• [WHAT YOU NEED TO DO]: Collect all lines below with the string "HashSet".

Data extracted from a collection:
_ _ _ _ _

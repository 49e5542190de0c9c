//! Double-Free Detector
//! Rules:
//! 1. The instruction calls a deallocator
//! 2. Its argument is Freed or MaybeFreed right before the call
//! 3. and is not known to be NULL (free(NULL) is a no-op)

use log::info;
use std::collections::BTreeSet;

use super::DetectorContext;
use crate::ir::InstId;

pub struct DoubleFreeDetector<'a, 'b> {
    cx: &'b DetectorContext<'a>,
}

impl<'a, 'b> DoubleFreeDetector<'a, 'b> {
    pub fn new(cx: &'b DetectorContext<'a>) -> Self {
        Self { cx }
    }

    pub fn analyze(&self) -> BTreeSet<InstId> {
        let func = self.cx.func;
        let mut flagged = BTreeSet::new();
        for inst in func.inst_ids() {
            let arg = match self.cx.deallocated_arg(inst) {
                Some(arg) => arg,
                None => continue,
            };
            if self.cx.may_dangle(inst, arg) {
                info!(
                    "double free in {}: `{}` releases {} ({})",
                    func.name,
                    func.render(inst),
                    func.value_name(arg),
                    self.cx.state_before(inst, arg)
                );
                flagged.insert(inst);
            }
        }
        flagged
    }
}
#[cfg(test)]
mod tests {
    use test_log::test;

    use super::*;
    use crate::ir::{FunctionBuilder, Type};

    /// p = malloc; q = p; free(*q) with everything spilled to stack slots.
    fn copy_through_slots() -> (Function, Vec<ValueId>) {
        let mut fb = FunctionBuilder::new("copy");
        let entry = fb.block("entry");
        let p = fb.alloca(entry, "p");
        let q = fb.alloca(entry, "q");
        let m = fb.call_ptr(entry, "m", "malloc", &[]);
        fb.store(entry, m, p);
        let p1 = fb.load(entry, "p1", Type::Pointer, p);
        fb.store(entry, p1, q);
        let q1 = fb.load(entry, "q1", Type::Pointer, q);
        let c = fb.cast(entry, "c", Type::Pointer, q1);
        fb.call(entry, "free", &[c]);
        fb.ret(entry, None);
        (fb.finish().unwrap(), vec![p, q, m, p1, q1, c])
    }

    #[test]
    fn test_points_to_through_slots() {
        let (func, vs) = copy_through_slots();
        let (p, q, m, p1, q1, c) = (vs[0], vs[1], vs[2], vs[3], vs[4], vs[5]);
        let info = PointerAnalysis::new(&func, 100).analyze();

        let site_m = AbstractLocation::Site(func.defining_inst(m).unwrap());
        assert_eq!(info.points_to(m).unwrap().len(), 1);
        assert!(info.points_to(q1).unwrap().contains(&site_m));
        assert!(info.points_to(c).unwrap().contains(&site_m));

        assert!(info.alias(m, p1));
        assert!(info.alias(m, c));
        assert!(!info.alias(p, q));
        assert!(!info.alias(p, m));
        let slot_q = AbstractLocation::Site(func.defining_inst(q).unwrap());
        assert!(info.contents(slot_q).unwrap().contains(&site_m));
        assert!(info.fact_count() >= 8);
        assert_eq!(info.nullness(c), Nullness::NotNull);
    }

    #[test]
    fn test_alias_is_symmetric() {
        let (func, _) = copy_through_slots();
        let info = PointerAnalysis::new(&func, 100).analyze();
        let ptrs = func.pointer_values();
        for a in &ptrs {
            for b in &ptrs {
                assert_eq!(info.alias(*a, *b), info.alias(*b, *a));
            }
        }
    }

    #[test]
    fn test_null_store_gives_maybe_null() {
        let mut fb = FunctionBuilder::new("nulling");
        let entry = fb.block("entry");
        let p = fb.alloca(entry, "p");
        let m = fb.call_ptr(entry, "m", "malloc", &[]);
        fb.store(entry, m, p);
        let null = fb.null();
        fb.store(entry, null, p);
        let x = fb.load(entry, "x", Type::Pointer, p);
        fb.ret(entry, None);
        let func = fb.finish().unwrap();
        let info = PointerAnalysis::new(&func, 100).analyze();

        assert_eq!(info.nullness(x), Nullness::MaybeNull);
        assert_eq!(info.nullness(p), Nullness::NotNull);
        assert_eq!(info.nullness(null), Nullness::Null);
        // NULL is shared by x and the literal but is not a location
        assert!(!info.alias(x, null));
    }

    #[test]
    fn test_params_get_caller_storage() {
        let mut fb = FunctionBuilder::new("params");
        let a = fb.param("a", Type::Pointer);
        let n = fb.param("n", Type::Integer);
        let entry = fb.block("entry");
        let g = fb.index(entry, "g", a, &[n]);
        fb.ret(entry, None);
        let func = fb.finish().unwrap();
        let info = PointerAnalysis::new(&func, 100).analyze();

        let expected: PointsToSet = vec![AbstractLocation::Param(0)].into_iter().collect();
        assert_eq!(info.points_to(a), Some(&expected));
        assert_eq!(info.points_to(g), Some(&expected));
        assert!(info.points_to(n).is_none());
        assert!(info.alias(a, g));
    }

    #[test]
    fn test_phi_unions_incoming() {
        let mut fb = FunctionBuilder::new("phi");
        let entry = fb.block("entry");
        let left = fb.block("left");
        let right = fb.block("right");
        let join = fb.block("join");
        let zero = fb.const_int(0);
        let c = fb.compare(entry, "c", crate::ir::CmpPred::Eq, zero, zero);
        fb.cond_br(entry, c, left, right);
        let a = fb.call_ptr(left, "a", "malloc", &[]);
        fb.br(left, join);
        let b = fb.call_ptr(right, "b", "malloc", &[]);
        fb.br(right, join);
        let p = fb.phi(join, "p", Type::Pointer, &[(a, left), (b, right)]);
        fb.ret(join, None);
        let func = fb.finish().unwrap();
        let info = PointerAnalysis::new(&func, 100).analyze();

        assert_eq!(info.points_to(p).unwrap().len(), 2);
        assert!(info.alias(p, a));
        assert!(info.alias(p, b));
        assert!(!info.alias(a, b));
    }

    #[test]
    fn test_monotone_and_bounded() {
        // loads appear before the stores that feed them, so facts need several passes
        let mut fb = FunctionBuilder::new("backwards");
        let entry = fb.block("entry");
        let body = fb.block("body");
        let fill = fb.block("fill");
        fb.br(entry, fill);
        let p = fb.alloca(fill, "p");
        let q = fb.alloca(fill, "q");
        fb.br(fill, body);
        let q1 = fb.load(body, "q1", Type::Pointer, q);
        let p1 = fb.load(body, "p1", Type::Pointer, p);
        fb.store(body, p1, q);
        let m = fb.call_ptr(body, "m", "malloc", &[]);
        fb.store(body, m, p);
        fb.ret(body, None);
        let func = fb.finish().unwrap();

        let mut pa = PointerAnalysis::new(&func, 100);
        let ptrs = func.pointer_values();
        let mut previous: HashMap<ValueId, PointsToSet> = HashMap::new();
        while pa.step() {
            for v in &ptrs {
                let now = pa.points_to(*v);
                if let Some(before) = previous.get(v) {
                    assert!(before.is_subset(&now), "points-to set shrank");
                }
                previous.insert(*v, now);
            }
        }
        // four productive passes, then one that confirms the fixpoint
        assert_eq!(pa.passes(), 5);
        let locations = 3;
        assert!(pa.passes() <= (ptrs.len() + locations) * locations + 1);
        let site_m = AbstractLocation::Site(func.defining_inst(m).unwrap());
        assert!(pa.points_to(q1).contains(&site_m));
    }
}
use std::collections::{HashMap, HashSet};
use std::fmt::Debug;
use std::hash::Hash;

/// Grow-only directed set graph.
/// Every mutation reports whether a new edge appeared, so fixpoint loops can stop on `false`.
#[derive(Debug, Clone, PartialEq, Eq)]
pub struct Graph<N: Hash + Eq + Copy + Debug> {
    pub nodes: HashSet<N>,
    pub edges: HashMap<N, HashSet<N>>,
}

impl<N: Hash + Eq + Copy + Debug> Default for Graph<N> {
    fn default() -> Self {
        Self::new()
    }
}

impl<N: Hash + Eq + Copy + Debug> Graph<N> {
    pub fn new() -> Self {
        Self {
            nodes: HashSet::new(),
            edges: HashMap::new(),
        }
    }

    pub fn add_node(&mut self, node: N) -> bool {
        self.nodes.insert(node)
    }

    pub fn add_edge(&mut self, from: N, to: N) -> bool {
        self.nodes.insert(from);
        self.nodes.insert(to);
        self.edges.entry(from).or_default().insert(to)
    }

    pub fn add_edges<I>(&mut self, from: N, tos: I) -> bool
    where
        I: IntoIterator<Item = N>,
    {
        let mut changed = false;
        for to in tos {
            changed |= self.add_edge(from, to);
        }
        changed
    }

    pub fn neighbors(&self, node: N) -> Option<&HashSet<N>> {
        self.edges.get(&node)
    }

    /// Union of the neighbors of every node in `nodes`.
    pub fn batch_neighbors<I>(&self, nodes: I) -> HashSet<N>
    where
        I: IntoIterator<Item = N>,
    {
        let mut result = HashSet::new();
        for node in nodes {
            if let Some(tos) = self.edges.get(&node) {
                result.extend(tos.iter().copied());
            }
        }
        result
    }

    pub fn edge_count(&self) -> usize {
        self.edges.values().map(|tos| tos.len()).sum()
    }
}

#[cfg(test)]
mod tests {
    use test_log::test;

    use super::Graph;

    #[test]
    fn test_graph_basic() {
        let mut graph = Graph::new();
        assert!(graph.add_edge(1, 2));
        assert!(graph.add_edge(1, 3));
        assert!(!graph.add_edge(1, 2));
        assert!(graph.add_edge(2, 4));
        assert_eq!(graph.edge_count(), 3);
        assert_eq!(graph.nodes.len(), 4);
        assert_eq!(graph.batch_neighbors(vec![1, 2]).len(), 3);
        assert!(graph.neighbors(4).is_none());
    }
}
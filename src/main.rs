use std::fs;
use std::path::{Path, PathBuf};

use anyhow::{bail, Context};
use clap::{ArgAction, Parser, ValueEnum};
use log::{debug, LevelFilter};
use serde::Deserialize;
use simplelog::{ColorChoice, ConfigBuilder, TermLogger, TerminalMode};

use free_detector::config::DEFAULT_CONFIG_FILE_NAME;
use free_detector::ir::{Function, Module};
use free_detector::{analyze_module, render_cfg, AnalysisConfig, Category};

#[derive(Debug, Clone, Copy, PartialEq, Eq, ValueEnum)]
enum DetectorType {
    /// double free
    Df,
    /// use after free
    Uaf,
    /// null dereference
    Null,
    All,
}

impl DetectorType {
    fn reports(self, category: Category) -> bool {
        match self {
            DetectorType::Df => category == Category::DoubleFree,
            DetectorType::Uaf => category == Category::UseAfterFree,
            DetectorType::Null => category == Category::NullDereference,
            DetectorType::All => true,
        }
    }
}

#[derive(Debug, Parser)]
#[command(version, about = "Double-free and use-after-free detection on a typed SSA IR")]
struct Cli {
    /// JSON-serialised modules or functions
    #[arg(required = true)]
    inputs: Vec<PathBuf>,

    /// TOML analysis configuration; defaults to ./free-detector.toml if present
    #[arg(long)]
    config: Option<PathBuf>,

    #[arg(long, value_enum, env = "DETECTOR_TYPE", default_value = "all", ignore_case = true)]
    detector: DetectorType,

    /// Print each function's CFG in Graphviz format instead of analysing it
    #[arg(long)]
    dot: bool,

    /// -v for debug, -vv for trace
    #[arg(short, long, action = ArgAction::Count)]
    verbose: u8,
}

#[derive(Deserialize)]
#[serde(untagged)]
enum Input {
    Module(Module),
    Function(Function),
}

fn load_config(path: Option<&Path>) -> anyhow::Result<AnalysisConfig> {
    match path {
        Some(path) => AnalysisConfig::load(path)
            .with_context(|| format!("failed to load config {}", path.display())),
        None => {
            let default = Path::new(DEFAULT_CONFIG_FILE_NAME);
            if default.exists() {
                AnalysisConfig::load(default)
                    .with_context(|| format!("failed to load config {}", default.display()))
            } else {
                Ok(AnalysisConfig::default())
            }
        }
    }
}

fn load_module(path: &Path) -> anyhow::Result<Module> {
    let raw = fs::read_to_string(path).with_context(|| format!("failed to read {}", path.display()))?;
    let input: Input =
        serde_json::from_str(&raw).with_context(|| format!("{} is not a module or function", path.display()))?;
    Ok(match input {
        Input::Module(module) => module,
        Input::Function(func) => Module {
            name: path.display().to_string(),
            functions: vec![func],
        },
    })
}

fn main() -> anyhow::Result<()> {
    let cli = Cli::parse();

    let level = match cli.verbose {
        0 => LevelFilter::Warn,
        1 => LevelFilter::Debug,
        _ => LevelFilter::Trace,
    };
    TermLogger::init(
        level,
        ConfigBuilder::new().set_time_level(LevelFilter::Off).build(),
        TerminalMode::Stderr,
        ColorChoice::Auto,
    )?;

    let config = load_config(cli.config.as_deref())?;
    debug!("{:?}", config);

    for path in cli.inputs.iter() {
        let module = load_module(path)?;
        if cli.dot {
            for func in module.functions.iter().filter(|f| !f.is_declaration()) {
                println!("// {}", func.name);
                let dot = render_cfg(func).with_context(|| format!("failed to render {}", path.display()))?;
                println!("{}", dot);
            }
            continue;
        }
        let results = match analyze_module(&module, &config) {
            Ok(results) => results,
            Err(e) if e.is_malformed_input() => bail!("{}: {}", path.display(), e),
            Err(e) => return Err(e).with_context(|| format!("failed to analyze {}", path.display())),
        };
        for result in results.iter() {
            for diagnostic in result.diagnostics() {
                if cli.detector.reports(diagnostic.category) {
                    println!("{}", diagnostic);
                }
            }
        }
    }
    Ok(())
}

_ _ _ _ _

• [RESPONSE TO THE TASK]:
use std::collections::{HashMap, HashSet};
    pub nodes: HashSet<N>,
    pub edges: HashMap<N, HashSet<N>>,
            nodes: HashSet::new(),
    pub fn neighbors(&self, node: N) -> Option<&HashSet<N>> {
    pub fn batch_neighbors<I>(&self, nodes: I) -> HashSet<N>
        let mut result = HashSet::new();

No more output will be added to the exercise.